I arrived at I75, leaving I71, about 15 miles south of Cincinnati,OH. Here the traffic was a bit heavier and the road blessedly increased to three (3) lanes. Coming out of the hills into the Ohio River valley, I could see the skyline of Cincinnati, welcoming me with open arms, and opening clouds. The heavy rain system that I had seen on the Weather Channel that morning had caught me. It was suitably obnoxious to deal with the heavy, fast-moving traffic as a solo bike. Several times, I wished that I had two or three companions to help make me a bit more visible in the road-level mist that was raised by the passing tires. I followed the signs for I75 and left the bustling Cincinnati traffic patterns behind me.
Americana Trivia: Did you know that the Voice of America radio station is located in southwest Ohio? I sure didn’t. However, upon further reflection, where the hell else would it be?

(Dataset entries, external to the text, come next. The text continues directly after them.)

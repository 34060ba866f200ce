//! Static symptom and ingredient to condition tables.
//!
//! Anything the tables do not cover falls back to the caller's enabled
//! conditions.

use std::collections::BTreeSet;

use crate::condition::GutCondition::{self, Additives, Allergies, Gluten, Histamine, IbsFodmap, Lactose, Reflux};
use crate::matcher::{contains_term, normalize};

use super::data::SymptomKind;

/// Conditions a symptom commonly points to.
#[must_use]
pub fn conditions_for_symptom(kind: SymptomKind, fallback: &BTreeSet<GutCondition>) -> BTreeSet<GutCondition> {
    let mapped: &[GutCondition] = match kind {
        SymptomKind::Bloating | SymptomKind::Gas | SymptomKind::Cramps => &[IbsFodmap, Lactose],
        SymptomKind::AbdominalPain => &[IbsFodmap, Gluten],
        SymptomKind::Diarrhea => &[IbsFodmap, Lactose, Gluten],
        SymptomKind::Constipation => &[IbsFodmap],
        SymptomKind::Nausea => &[Reflux, Histamine],
        SymptomKind::Heartburn | SymptomKind::Regurgitation => &[Reflux],
        SymptomKind::Headache => &[Histamine, Additives],
        SymptomKind::Flushing => &[Histamine],
        SymptomKind::Hives => &[Allergies, Histamine],
        SymptomKind::Itching => &[Allergies],
        SymptomKind::Fatigue | SymptomKind::BrainFog => &[Gluten],
        SymptomKind::Other => &[],
    };
    if mapped.is_empty() {
        fallback.clone()
    } else {
        mapped.iter().copied().collect()
    }
}

const INGREDIENT_TABLE: &[(&str, &[GutCondition])] = &[
    ("wheat", &[Gluten, IbsFodmap]),
    ("barley", &[Gluten]),
    ("rye", &[Gluten]),
    ("malt extract", &[Gluten]),
    ("malted", &[Gluten]),
    ("gluten", &[Gluten]),
    ("spelt", &[Gluten]),
    ("milk", &[Lactose]),
    ("lactose", &[Lactose]),
    ("cream", &[Lactose]),
    ("whey", &[Lactose]),
    ("cheese", &[Lactose, Histamine]),
    ("butter", &[Lactose]),
    ("yogurt", &[Lactose]),
    ("onion", &[IbsFodmap, Reflux]),
    ("garlic", &[IbsFodmap, Reflux]),
    ("sorbitol", &[IbsFodmap]),
    ("mannitol", &[IbsFodmap]),
    ("xylitol", &[IbsFodmap]),
    ("inulin", &[IbsFodmap]),
    ("fructose", &[IbsFodmap]),
    ("honey", &[IbsFodmap]),
    ("apple", &[IbsFodmap]),
    ("bean", &[IbsFodmap]),
    ("coffee", &[Reflux]),
    ("caffeine", &[Reflux]),
    ("chocolate", &[Reflux]),
    ("tomato", &[Reflux, Histamine]),
    ("citrus", &[Reflux]),
    ("mint", &[Reflux]),
    ("chili", &[Reflux]),
    ("wine", &[Histamine]),
    ("vinegar", &[Histamine]),
    ("fermented", &[Histamine]),
    ("cured", &[Histamine]),
    ("smoked", &[Histamine]),
    ("peanut", &[Allergies]),
    ("soy", &[Allergies]),
    ("egg", &[Allergies]),
    ("sesame", &[Allergies]),
    ("shellfish", &[Allergies]),
    ("almond", &[Allergies]),
    ("aspartame", &[Additives, IbsFodmap]),
    ("sucralose", &[Additives]),
    ("carrageenan", &[Additives]),
    ("msg", &[Additives]),
    ("benzoate", &[Additives]),
    ("sulfite", &[Additives]),
    ("nitrite", &[Additives]),
];

/// Conditions an ingredient commonly affects.
#[must_use]
pub fn conditions_for_ingredient(ingredient: &str, fallback: &BTreeSet<GutCondition>) -> BTreeSet<GutCondition> {
    let normalized = normalize(ingredient);
    let mapped: BTreeSet<GutCondition> = INGREDIENT_TABLE
        .iter()
        .filter(|(term, _)| contains_term(&normalized, term))
        .flat_map(|(_, conditions)| conditions.iter().copied())
        .collect();
    if mapped.is_empty() {
        fallback.clone()
    } else {
        mapped
    }
}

At this point, the day’s trip revolved around two limits: the Cruiser’s gas tank, and my cold and wet hands. The Cruiser’s tank demanded a stop in Dayton, OH. As fate would have it, I stopped at an exit where none of the gas stations had covers over their pumps. I filled up, without leaving the saddle, and rode on. My hands then stopped working as I approached Lima, OH, so I pulled over for a bit of warmth. While the hands warmed up, I took the opportunity to fill my own fuel tank, consuming a mug of hot chocolate and a microwavable processed ham-n-cheese sandwich-like substance.
Philosophical Question: If we are truly in the middle of the Flannel-Wearing Cappacino-Guzzling Generation, does my choice of hot chocolate (over coffee) make me a mutant?

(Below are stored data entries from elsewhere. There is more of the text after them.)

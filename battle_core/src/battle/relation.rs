//! The element advantage table

use crate::types::Element;

/// Advantage of element `a` over element `b`
///
/// Returns a signed tier in `{-2, -1, 0, 1, 2}`:
/// - `-2` / `2`: dominated by / dominates a wildcard matchup
/// - `-1` / `1`: weak / strong within the Red/Green/Blue cycle, or the
///   one-sided Light-beats-Dark order
/// - `0`: neutral (same element, or same-side wildcard pair)
///
/// The arms are checked in order: cycle rules first, then wildcard
/// dominance, then Light vs Dark, so a pair like `(Dark, Dark)` falls
/// through to the neutral default rather than matching a dominance rule.
pub fn element_relation(a: Element, b: Element) -> i8 {
    use Element::{Blue, Dark, Green, Light, Red};

    match (a, b) {
        (Blue, Green) | (Green, Red) | (Red, Blue) => -1,
        (Green, Blue) | (Red, Green) | (Blue, Red) => 1,
        (Dark | Light, Red | Green | Blue) => 2,
        (Red | Green | Blue, Dark | Light) => -2,
        (Light, Dark) => 1,
        (Dark, Light) => -1,
        _ => 0,
    }
}
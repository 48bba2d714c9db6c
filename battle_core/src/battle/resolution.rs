//! Battle resolution - decide a pairwise contest from scaled power totals

use super::relation::element_relation;
use crate::creature::Creature;
use std::cmp::Ordering;
use thiserror::Error;

/// Relation tier outside the multiplier table
///
/// Unreachable while the relation table covers every element pair; raised
/// only if the table and the multiplier tiers ever drift apart.
#[derive(Error, Debug, Clone, Copy, PartialEq, Eq)]
#[error("no multiplier tier for relation value {relation}")]
pub struct UnresolvedBattleError {
    pub relation: i8,
}

/// Result of a battle, from the perspective of the first creature
#[derive(Debug, Clone, Copy, PartialEq, Eq, Hash)]
pub enum Outcome {
    Loss,
    Draw,
    Win,
}

impl Outcome {
    /// Signed form: -1 for a loss, 0 for a draw, 1 for a win
    pub fn signum(self) -> i8 {
        match self {
            Outcome::Loss => -1,
            Outcome::Draw => 0,
            Outcome::Win => 1,
        }
    }
}

impl From<Ordering> for Outcome {
    fn from(ordering: Ordering) -> Self {
        match ordering {
            Ordering::Less => Outcome::Loss,
            Ordering::Equal => Outcome::Draw,
            Ordering::Greater => Outcome::Win,
        }
    }
}

/// Resolve a battle between two creatures
///
/// The element relation picks a multiplier for each side's power total and
/// the scaled totals are compared. The tilt is an edge, not a guarantee: a
/// large enough raw power gap outweighs any multiplier pair.
pub fn battle(a: &Creature, b: &Creature) -> Result<Outcome, UnresolvedBattleError> {
    let relation = element_relation(a.element(), b.element());

    let (mult_a, mult_b) = match relation {
        -2 => (0.8, 1.2),
        -1 => (0.9, 1.1),
        0 => (1.0, 1.0),
        1 => (1.1, 0.9),
        2 => (1.2, 0.8),
        other => return Err(UnresolvedBattleError { relation: other }),
    };

    let scaled_a = a.power() as f64 * mult_a;
    let scaled_b = b.power() as f64 * mult_b;
    // Scaled products of finite integers are never NaN
    Ok(Outcome::from(scaled_a.total_cmp(&scaled_b)))
}

#[cfg(test)]
mod tests {
    use super::*;
    use crate::range::StatRange;
    use crate::types::Element;
    use proptest::prelude::*;

    fn creature(element: Element, attack: i32, defense: i32, speed: i32) -> Creature {
        Creature::with_range("Test", element, attack, defense, speed, &StatRange::default())
            .unwrap()
    }

    #[test]
    fn test_advantaged_side_wins() {
        let a = creature(Element::Red, 60, 50, 40);
        let b = creature(Element::Green, 50, 40, 30);
        assert_eq!(battle(&a, &b).unwrap(), Outcome::Win);
    }

    #[test]
    fn test_advantage_overwhelmed_by_power_gap() {
        // Red is strong against Green, but 90 * 1.1 < 150 * 0.9
        let a = creature(Element::Red, 40, 30, 20);
        let b = creature(Element::Green, 60, 50, 40);
        assert_eq!(battle(&a, &b).unwrap(), Outcome::Loss);
    }

    #[test]
    fn test_light_beats_dark_tier() {
        let a = creature(Element::Light, 60, 50, 40);
        let b = creature(Element::Dark, 50, 40, 30);
        assert_eq!(battle(&a, &b).unwrap(), Outcome::Win);
    }

    #[test]
    fn test_wildcard_dominates_cycle() {
        // Equal power: the 1.2 vs 0.8 tier alone decides it
        let a = creature(Element::Dark, 50, 40, 30);
        let b = creature(Element::Blue, 50, 40, 30);
        assert_eq!(battle(&a, &b).unwrap(), Outcome::Win);
        assert_eq!(battle(&b, &a).unwrap(), Outcome::Loss);
    }

    #[test]
    fn test_neutral_equal_power_draws() {
        let a = creature(Element::Red, 50, 40, 30);
        let b = creature(Element::Red, 30, 40, 50);
        assert_eq!(battle(&a, &b).unwrap(), Outcome::Draw);
    }

    #[test]
    fn test_outcome_signum() {
        assert_eq!(Outcome::Loss.signum(), -1);
        assert_eq!(Outcome::Draw.signum(), 0);
        assert_eq!(Outcome::Win.signum(), 1);
    }

    #[test]
    fn test_unresolved_error_display() {
        let err = UnresolvedBattleError { relation: 3 };
        assert_eq!(err.to_string(), "no multiplier tier for relation value 3");
    }

    fn any_element() -> impl Strategy<Value = Element> {
        prop::sample::select(Element::all().to_vec())
    }

    proptest! {
        /// Swapping the combatants swaps the multiplier assignment, so the
        /// outcome sign always flips (the same two scaled products are
        /// compared in the other direction).
        #[test]
        fn test_battle_is_antisymmetric(
            ea in any_element(),
            eb in any_element(),
            sa in prop::array::uniform3(0..=100i32),
            sb in prop::array::uniform3(0..=100i32),
        ) {
            let a = creature(ea, sa[0], sa[1], sa[2]);
            let b = creature(eb, sb[0], sb[1], sb[2]);
            prop_assert_eq!(
                battle(&a, &b).unwrap().signum(),
                -battle(&b, &a).unwrap().signum()
            );
        }
    }
}
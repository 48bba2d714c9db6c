//! Battle resolution - element advantage relation and scaled-power comparison

mod relation;
mod resolution;

pub use relation::element_relation;
pub use resolution::{battle, Outcome, UnresolvedBattleError};
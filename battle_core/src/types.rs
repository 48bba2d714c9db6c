//! Core types specific to battle_core

use serde::{Deserialize, Serialize};
use std::fmt;

/// Element of a creature, determining its advantage relation in battle
///
/// Red, Green and Blue form a rock-paper-scissors cycle; Dark and Light are
/// wildcards that dominate the cycle and carry their own one-sided order.
#[derive(Debug, Clone, Copy, PartialEq, Eq, Hash, Serialize, Deserialize)]
#[serde(rename_all = "UPPERCASE")]
pub enum Element {
    Red,
    Green,
    Blue,
    Dark,
    Light,
}

impl Element {
    /// Get all elements
    pub fn all() -> &'static [Element] {
        &[
            Element::Red,
            Element::Green,
            Element::Blue,
            Element::Dark,
            Element::Light,
        ]
    }

    /// Whether this element is one of the wildcards that dominate the
    /// Red/Green/Blue cycle
    pub fn is_wildcard(&self) -> bool {
        matches!(self, Element::Dark | Element::Light)
    }

    /// The symbolic upper-case name, as rendered in records and JSON
    pub fn name(&self) -> &'static str {
        match self {
            Element::Red => "RED",
            Element::Green => "GREEN",
            Element::Blue => "BLUE",
            Element::Dark => "DARK",
            Element::Light => "LIGHT",
        }
    }
}

impl fmt::Display for Element {
    fn fmt(&self, f: &mut fmt::Formatter<'_>) -> fmt::Result {
        f.pad(self.name())
    }
}
//! StatRange - Inclusive bounds that creature stats are validated against

use serde::{Deserialize, Serialize};
use std::sync::RwLock;
use thiserror::Error;

/// Proposed bounds where `min >= max`
#[derive(Error, Debug, Clone, Copy, PartialEq, Eq)]
#[error("invalid stat range: min ({min}) must be less than max ({max})")]
pub struct InvalidRangeError {
    pub max: i32,
    pub min: i32,
}

/// Inclusive `[min, max]` bounds for a creature stat
///
/// A range is a plain value: constructing one has no side effects. The
/// process-wide active range is replaced wholesale through
/// `Creature::set_range`.
#[derive(Debug, Clone, Copy, PartialEq, Eq, Serialize, Deserialize)]
pub struct StatRange {
    pub max: i32,
    pub min: i32,
}

impl StatRange {
    /// Create a range, rejecting `max <= min`
    pub fn new(max: i32, min: i32) -> Result<StatRange, InvalidRangeError> {
        if max <= min {
            return Err(InvalidRangeError { max, min });
        }
        Ok(StatRange { max, min })
    }

    /// Whether `value` lies within `[min, max]`
    pub fn contains(&self, value: i32) -> bool {
        value >= self.min && value <= self.max
    }
}

impl Default for StatRange {
    fn default() -> Self {
        StatRange { max: 100, min: 0 }
    }
}

/// The range all subsequently constructed creatures validate against.
/// Already-constructed creatures are never re-checked.
static ACTIVE_RANGE: RwLock<StatRange> = RwLock::new(StatRange { max: 100, min: 0 });

/// Snapshot the currently active process-wide range
pub(crate) fn active() -> StatRange {
    // A poisoned guard still holds a valid StatRange
    *ACTIVE_RANGE.read().unwrap_or_else(|e| e.into_inner())
}

/// Replace the process-wide active range
pub(crate) fn set_active(range: StatRange) {
    *ACTIVE_RANGE.write().unwrap_or_else(|e| e.into_inner()) = range;
}
//! Example Game - builds a small roster and resolves every pairwise battle
//!
//! Stat bounds come from `range.toml` next to the working directory when it
//! exists; otherwise the demo tightens the floor to 10 itself.

use battle_core::{battle, config, Creature, Element, Outcome};
use std::error::Error;
use std::path::Path;

fn main() -> Result<(), Box<dyn Error>> {
    let config_path = Path::new("range.toml");
    if config_path.exists() {
        let range = config::load_range(config_path)?;
        Creature::set_range(range.max, range.min)?;
    } else {
        Creature::set_range(100, 10)?;
    }

    let roster = vec![
        Creature::new("Dragonoid", Element::Red, 80, 60, 70)?,
        Creature::new("Pegatrix", Element::Blue, 60, 50, 60)?,
        Creature::new("Trox", Element::Green, 80, 80, 50)?,
        Creature::new("Cyber Dragon", Element::Red, 90, 90, 90)?,
    ];

    print_roster(&roster);

    println!("Battles:");
    for (i, a) in roster.iter().enumerate() {
        for b in &roster[i + 1..] {
            let verdict = match battle(a, b)? {
                Outcome::Win => format!("{} wins", a.name()),
                Outcome::Loss => format!("{} wins", b.name()),
                Outcome::Draw => "draw".to_string(),
            };
            println!("  {} vs {} -> {}", a.name(), b.name(), verdict);
        }
    }

    Ok(())
}

/// Aligned stat table, one row per creature
fn print_roster(roster: &[Creature]) {
    let name_width = roster
        .iter()
        .map(|c| c.name().len())
        .max()
        .unwrap_or(0)
        .max("name".len());

    println!(
        "{:<name_width$}  {:<7}  {:>6}  {:>7}  {:>5}  {:>5}",
        "name", "element", "attack", "defense", "speed", "power"
    );
    for creature in roster {
        println!(
            "{:<name_width$}  {:<7}  {:>6}  {:>7}  {:>5}  {:>5}",
            creature.name(),
            creature.element(),
            creature.attack(),
            creature.defense(),
            creature.speed(),
            creature.power()
        );
    }
    println!();
}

As it turned out, I planned the hand-warming stop at just the right time. A mere 40 miles later the Cruiser was in need of gasoline, and I pulled over in Findlay, OH for a quick stop. During this stop a small miracle occurred: the rain stopped, and I mean it pulled a Hollywood Stop.
Definition of Hollywood Stop: A Hollywood Stop is where the rain goes from a downpour to absolutely nothing (not even a wayward droplet) in approximately five (5) seconds. Note that this is slightly different from the Holy Hollywood Stop, which is a Hollywood Stop followed immediately by bright sunshine and the sounds of a gospel choir singing in the background.
From here, the trip was much more tolerable. With the rain gone, I switched to my heavier (and much drier) gloves. I hadn’t wanted to sacrifice them in the rain before, but I figured they would survive an hour or two of road spray. By the time I reached Toledo, OH, the roads were actually dry. Soon I was back in my home state (MI), and screaming up US23. Even from this distance, the siren song from my hot tub, waiting for me back home, was quite strong.
I pulled into my driveway around 6:00pm and let the bike sit for a bit while I went inside to receive the welcome of the pets. I actually resisted the hot tub’s temptation long enough to unpack the Cruiser and answer a few phone messages.